Son humo al son del viento
al igual que las hojas,
son al fin, un invento,
que se disuelve si soplas.


La noticia se conoció tres meses después de los hechos: Los varones adultos de Epila se despertaron sin pene.

Curiosamente, la alarma se dio en primer lugar entre las mujeres de mayor edad. Su Robustiano no cumplía con el débito y eso no podía ser. Las jóvenes estaban más acostumbradas a la crónica pitopausia del varón afutbolado con flatulencia verbal.

El caracter putero de los indígenas sí que pudo escamar a las féminas, ya que por primera vez empezaba a no escasear el dinero que sus parejas se gastaban en irse de señoritas, pero aún así, ninguna se extrañaba de que el sexo se demorara tres meses arriba , tres meses abajo. Y es que como ya dijo don Camilo," en España, al igual que en lo referente a la lectura, se folla mucho, pero siempre follamos los mismos".

Lo que más ha sorprendido a la comunidad científica no es el inexplicable hecho de que los maromos se quedaran cual muñeca, rasos y con sólo el meato urinario, si no que pudieran llevarlo en secreto tanto tiempo. Ni el boticario, ni el cura, ni el panadero, ni el concejal de urbanismo, ni el maricón desorejado, ni el yupi, ni el maestro armero, dieron cuenta a nadie de sus vicisitudes .
Motu proprio todos se pusieron de acuerdo en no volver a la famosa "picha española no mea sola" de después de las cervezas del partido de fútbol. Los comentarios vergalianos brillaban por su ausencia y nadie se atrevía a confesar lo que le había ocurrido, no cosa fuera el único.

Las comadres más viejas fueron las que tomaron la iniciativa el día de mercado. Reunidas en la plaza discutían sobre lo raro de que Aurelio, que nunca había sido trasnochador, esperara a que se durmiera la parienta para encamarse. Las sospechas iniciales rondaban entorno a una epidemia de lues como consecuencia de la actividad golfa y burdelesca de los indígenas. Pillados por sorpresa, las propias se abalanzaron sobre sus maridos y les arrancaron la ropa para dejar en evidencia chancros, pústulas o cualquier otra miasma que se hubiera extendido entre sus desvergonzados cónyuges. Para sorpresa de las pobres abuelas, se encontraron con una superficie lisa cual botijo, pero sin pitorro.

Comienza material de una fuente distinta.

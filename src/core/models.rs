#[derive(Debug, Clone, Copy, PartialEq, Eq, Hash, Default)]
pub enum Cell {
    #[default]
    Empty,
    Player1Token,
    Player2Token,
    RedSquare,
    Coin,
}

#[derive(Debug, Clone, Copy, PartialEq, Eq, Hash)]
pub struct Position {
    pub row: usize,
    pub col: usize,
}

impl Position {
    pub fn new(row: usize, col: usize) -> Position {
        Position { row, col }
    }
}

#[derive(Debug, Clone, Copy, PartialEq, Eq, Hash)]
pub enum PlayerSlot {
    Player1,
    Player2,
}

impl PlayerSlot {
    pub fn index(self) -> usize {
        match self {
            PlayerSlot::Player1 => 0,
            PlayerSlot::Player2 => 1,
        }
    }

    pub fn opponent(self) -> PlayerSlot {
        match self {
            PlayerSlot::Player1 => PlayerSlot::Player2,
            PlayerSlot::Player2 => PlayerSlot::Player1,
        }
    }

    pub fn token(self) -> Cell {
        match self {
            PlayerSlot::Player1 => Cell::Player1Token,
            PlayerSlot::Player2 => Cell::Player2Token,
        }
    }
}

#[derive(Debug, Clone, Copy, PartialEq, Eq, Hash)]
pub enum Direction {
    UpLeft,
    Up,
    UpRight,
    Left,
    Right,
    DownLeft,
    Down,
    DownRight,
}

#[derive(Debug, Clone, Copy, PartialEq, Eq, Hash)]
pub enum WinKind {
    Capture,
    RedSquare,
}

#[derive(Debug, Clone, Copy, PartialEq, Eq, Hash)]
pub enum RoundState {
    AwaitingTurn(PlayerSlot),
    TurnInProgress(PlayerSlot),
    RoundWon(PlayerSlot, WinKind),
    RoundExhausted,
    RoundFinished(Outcome),
}

#[derive(Debug, Clone, Copy, PartialEq, Eq, Hash)]
pub enum Outcome {
    Player1WinByCapture,
    Player2WinByCapture,
    Player1WinByRedSquare,
    Player2WinByRedSquare,
    Player1WinByScore,
    Player2WinByScore,
    Draw,
}

/// What happened to the acting player's move, once it was accepted.
#[derive(Debug, Clone, Copy, PartialEq, Eq)]
pub enum MoveEffect {
    Moved,
    CollectedCoins(u32),
    Won(WinKind),
}

/// Bonus tokens placed at the start of a turn.
#[derive(Debug, Clone, Copy, PartialEq, Eq, Default)]
pub struct TurnSpawns {
    pub red_square: Option<Position>,
    pub coin: Option<Position>,
}
use std::path::{Path, PathBuf};

use clap::{Parser, ValueEnum};
use serde::Deserialize;

use crate::core::consts::{DEFAULT_COIN_CHANCE, DEFAULT_RED_SQUARE_CHANCE, MAX_BOARD_SIZE, MIN_BOARD_SIZE};
use crate::core::GameError;

#[derive(Debug, Clone, Copy, PartialEq, Eq, ValueEnum, Deserialize)]
#[serde(rename_all = "lowercase")]
pub enum GameMode {
    Duel,
    Multi,
}

#[derive(Parser, Debug, Default)]
#[command(name = "catch-me", about = "Turn-based pursuit game on a square grid")]
pub struct Args {
    /// Duel (two players) or multi (any even number, played pair by pair)
    #[arg(long, value_enum)]
    pub mode: Option<GameMode>,

    /// Board side length, prompted when absent
    #[arg(long)]
    pub size: Option<usize>,

    /// Percent chance per turn of the red square appearing
    #[arg(long)]
    pub red_square_chance: Option<u8>,

    /// Percent chance per turn of a coin appearing
    #[arg(long)]
    pub coin_chance: Option<u8>,

    #[arg(long)]
    pub results: Option<PathBuf>,

    /// Seed for bonus placement
    #[arg(long)]
    pub seed: Option<u64>,

    #[arg(long)]
    pub log_file: Option<PathBuf>,

    /// JSON settings file, overridden by the flags above
    #[arg(long)]
    pub settings: Option<PathBuf>,
}

#[derive(Debug, Clone, PartialEq, Deserialize)]
#[serde(default)]
pub struct GameSettings {
    pub mode: Option<GameMode>,
    pub size: Option<usize>,
    pub red_square_chance: u8,
    pub coin_chance: u8,
    pub results_path: PathBuf,
    pub log_path: PathBuf,
    pub seed: Option<u64>,
}

impl Default for GameSettings {
    fn default() -> Self {
        Self {
            mode: None,
            size: None,
            red_square_chance: DEFAULT_RED_SQUARE_CHANCE,
            coin_chance: DEFAULT_COIN_CHANCE,
            results_path: PathBuf::from("Resultats.txt"),
            log_path: PathBuf::from("catch_me.log"),
            seed: None,
        }
    }
}

impl GameSettings {
    pub fn from_json(json: &str) -> Result<Self, serde_json::Error> {
        serde_json::from_str(json)
    }

    pub fn load(path: &Path) -> Result<Self, Box<dyn std::error::Error>> {
        let contents = std::fs::read_to_string(path)?;
        Ok(Self::from_json(&contents)?)
    }

    pub fn from_args(args: &Args) -> Result<Self, Box<dyn std::error::Error>> {
        let base = match &args.settings {
            Some(path) => Self::load(path)?,
            None => Self::default(),
        };
        let settings = base.with_overrides(args);
        settings.validate()?;
        Ok(settings)
    }

    pub fn with_overrides(mut self, args: &Args) -> Self {
        if args.mode.is_some() {
            self.mode = args.mode;
        }
        if args.size.is_some() {
            self.size = args.size;
        }
        if let Some(chance) = args.red_square_chance {
            self.red_square_chance = chance;
        }
        if let Some(chance) = args.coin_chance {
            self.coin_chance = chance;
        }
        if let Some(path) = &args.results {
            self.results_path = path.clone();
        }
        if let Some(path) = &args.log_file {
            self.log_path = path.clone();
        }
        if args.seed.is_some() {
            self.seed = args.seed;
        }
        self
    }

    pub fn validate(&self) -> Result<(), GameError> {
        for chance in [self.red_square_chance, self.coin_chance] {
            if chance > 100 {
                return Err(GameError::InvalidChance(chance));
            }
        }
        match self.size {
            Some(size) if !(MIN_BOARD_SIZE..=MAX_BOARD_SIZE).contains(&size) => Err(GameError::InvalidSize(size)),
            _ => Ok(()),
        }
    }
}

#[cfg(test)]
mod test {
    use super::*;

    #[test]
    fn defaults_match_the_classic_game() {
        let settings = GameSettings::default();
        assert_eq!(settings.red_square_chance, 30);
        assert_eq!(settings.coin_chance, 30);
        assert_eq!(settings.results_path, PathBuf::from("Resultats.txt"));
        assert!(settings.validate().is_ok());
    }

    #[test]
    fn json_fills_missing_fields_with_defaults() {
        let settings = GameSettings::from_json(r#"{ "coin_chance": 80, "mode": "multi", "size": 6 }"#).unwrap();
        assert_eq!(settings.coin_chance, 80);
        assert_eq!(settings.red_square_chance, 30);
        assert_eq!(settings.mode, Some(GameMode::Multi));
        assert_eq!(settings.size, Some(6));
    }

    #[test]
    fn flags_override_file_values() {
        let file = GameSettings::from_json(r#"{ "coin_chance": 80, "seed": 5 }"#).unwrap();
        let args = Args::parse_from(["catch-me", "--coin-chance", "10", "--size", "4", "--mode", "duel"]);
        let settings = file.with_overrides(&args);
        assert_eq!(settings.coin_chance, 10);
        assert_eq!(settings.seed, Some(5));
        assert_eq!(settings.size, Some(4));
        assert_eq!(settings.mode, Some(GameMode::Duel));
    }

    #[test]
    fn out_of_range_values_are_rejected() {
        let args = Args::parse_from(["catch-me", "--red-square-chance", "150"]);
        assert!(matches!(
            GameSettings::default().with_overrides(&args).validate(),
            Err(GameError::InvalidChance(150))
        ));
        let args = Args::parse_from(["catch-me", "--size", "1"]);
        assert!(matches!(
            GameSettings::default().with_overrides(&args).validate(),
            Err(GameError::InvalidSize(1))
        ));
        let args = Args::parse_from(["catch-me", "--size", "101"]);
        assert!(matches!(
            GameSettings::default().with_overrides(&args).validate(),
            Err(GameError::InvalidSize(101))
        ));
    }
}
use log::debug;

use crate::core::consts::TURN_BUDGET_FACTOR;
use crate::core::moves::validate;
use crate::core::{
    BonusSpawner, Cell, GameError, Grid, MoveEffect, Outcome, PlayerSlot, Position, RoundState,
    TurnSpawns, WinKind,
};

/// One duel between two players on a shared grid.
///
/// Turns alternate Player1, Player2. Each turn is `begin_turn` (bonus spawns)
/// followed by `apply_move` until a move is accepted. Once the state is
/// `RoundWon` or `RoundExhausted`, `finish` settles the outcome.
#[derive(Debug, Clone)]
pub struct Round {
    grid: Grid,
    positions: [Position; 2],
    red_square: Option<Position>,
    red_square_may_spawn: bool,
    coins: Vec<Position>,
    remaining_turns: u32,
    move_counts: [u32; 2],
    scores: [u32; 2],
    state: RoundState,
}

pub fn turn_budget(size: usize) -> u32 {
    (size as f64 * TURN_BUDGET_FACTOR).floor() as u32
}

impl Round {
    /// Clears `grid` and places Player1 top-right, Player2 bottom-left.
    pub fn start(grid: Grid) -> Round {
        let budget = turn_budget(grid.size());
        Round::with_turn_budget(grid, budget)
    }

    pub fn with_turn_budget(mut grid: Grid, remaining_turns: u32) -> Round {
        grid.clear();
        let last = grid.size() - 1;
        let positions = [Position::new(0, last), Position::new(last, 0)];
        grid.set(&positions[0], Cell::Player1Token);
        grid.set(&positions[1], Cell::Player2Token);

        let state = if remaining_turns == 0 {
            RoundState::RoundExhausted
        } else {
            RoundState::AwaitingTurn(PlayerSlot::Player1)
        };

        Round {
            grid,
            positions,
            red_square: None,
            red_square_may_spawn: true,
            coins: Vec::new(),
            remaining_turns,
            move_counts: [0, 0],
            scores: [0, 0],
            state,
        }
    }

    pub fn into_grid(self) -> Grid {
        self.grid
    }

    pub fn state(&self) -> RoundState {
        self.state
    }

    pub fn grid(&self) -> &Grid {
        &self.grid
    }

    pub fn size(&self) -> usize {
        self.grid.size()
    }

    pub fn position(&self, slot: PlayerSlot) -> Position {
        self.positions[slot.index()]
    }

    pub fn red_square(&self) -> Option<Position> {
        self.red_square
    }

    pub fn coins(&self) -> &[Position] {
        &self.coins
    }

    pub fn remaining_turns(&self) -> u32 {
        self.remaining_turns
    }

    pub fn move_count(&self, slot: PlayerSlot) -> u32 {
        self.move_counts[slot.index()]
    }

    pub fn score(&self, slot: PlayerSlot) -> u32 {
        self.scores[slot.index()]
    }

    pub fn scores(&self) -> [u32; 2] {
        self.scores
    }

    /// At most one red square per round; returns false if one was already placed.
    pub fn place_red_square(&mut self, pos: Position) -> bool {
        if !self.red_square_may_spawn {
            return false;
        }
        self.red_square_may_spawn = false;
        self.red_square = Some(pos);
        self.grid.set(&pos, Cell::RedSquare);
        true
    }

    /// Coins may share a coordinate with each other or with the red square.
    pub fn place_coin(&mut self, pos: Position) {
        self.coins.push(pos);
        self.grid.set(&pos, Cell::Coin);
    }

    /// Starts the awaited player's turn: bonus spawns happen here, before any move.
    pub fn begin_turn(&mut self, spawner: &mut BonusSpawner) -> Result<TurnSpawns, GameError> {
        let RoundState::AwaitingTurn(slot) = self.state else {
            return Err(GameError::RoundNotInProgress);
        };

        let size = self.size();
        let mut spawns = TurnSpawns::default();

        if let Some(pos) =
            spawner.maybe_spawn_red_square(self.red_square_may_spawn, size, &self.positions)
        {
            self.place_red_square(pos);
            spawns.red_square = Some(pos);
        }
        if let Some(pos) = spawner.maybe_spawn_coin(size, &self.positions) {
            self.place_coin(pos);
            spawns.coin = Some(pos);
        }
        if spawns != TurnSpawns::default() {
            debug!("turn spawns for {:?}: {:?}", slot, spawns);
        }

        self.move_counts[slot.index()] += 1;
        self.state = RoundState::TurnInProgress(slot);
        Ok(spawns)
    }

    /// Applies the acting player's direction token. A rejected token leaves the
    /// round untouched so the caller can ask again.
    pub fn apply_move(&mut self, token: char) -> Result<MoveEffect, GameError> {
        let RoundState::TurnInProgress(slot) = self.state else {
            return Err(GameError::RoundNotInProgress);
        };

        let from = self.position(slot);
        let to = validate(token, from, self.size())?;

        self.grid.set(&from, Cell::Empty);
        self.grid.set(&to, slot.token());
        self.positions[slot.index()] = to;

        if to == self.positions[slot.opponent().index()] {
            self.state = RoundState::RoundWon(slot, WinKind::Capture);
            return Ok(MoveEffect::Won(WinKind::Capture));
        }
        if self.red_square == Some(to) {
            self.state = RoundState::RoundWon(slot, WinKind::RedSquare);
            return Ok(MoveEffect::Won(WinKind::RedSquare));
        }

        let collected = self.coins.iter().filter(|&&coin| coin == to).count() as u32;
        self.scores[slot.index()] += collected;

        self.state = match slot {
            PlayerSlot::Player1 => RoundState::AwaitingTurn(PlayerSlot::Player2),
            PlayerSlot::Player2 => {
                self.remaining_turns -= 1;
                if self.remaining_turns == 0 {
                    RoundState::RoundExhausted
                } else {
                    RoundState::AwaitingTurn(PlayerSlot::Player1)
                }
            }
        };

        Ok(if collected > 0 {
            MoveEffect::CollectedCoins(collected)
        } else {
            MoveEffect::Moved
        })
    }

    pub fn finish(&mut self) -> Result<Outcome, GameError> {
        let outcome = match self.state {
            RoundState::RoundWon(slot, kind) => Outcome::won(slot, kind),
            RoundState::RoundExhausted => Outcome::by_score(self.scores),
            RoundState::RoundFinished(outcome) => return Ok(outcome),
            _ => return Err(GameError::RoundNotInProgress),
        };
        self.state = RoundState::RoundFinished(outcome);
        Ok(outcome)
    }
}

A partir de ahí, la prensa, la sospecha de las más jóvenes, etc. En fin , que se descubrió el percal y saltó la liebre.


Que suba el telón,
finjamos en este escenario,
las cosas que amamos,
y que nunca son.
El rico ser pobre,
el pobre , potentado,
el maldito, ser sagrado,
sin que importe y nos estorbe.

Cuentan que navegantes del mundo viven en éste, y que sin tener brújula se la inventan para no mirar el espejo adjunto que dice quien se ha perdido. Cuentan incluso que habitan ministros, peritos agrónomos, delineantes y trabajadores en hornos, que fingen tener sentido en un tobogán hacia el polvo. ¿Quién se miente más ?¿Tu o el del "pitorro"?

1 comentarios:

Southmac dijo...

joder, quizá el Ebro crecido se llevó sus penes, pero para lo que los usaban, jjajajaj

(a ver, abuelo, que no abuse de los antitusivos le tengo dicho!!!)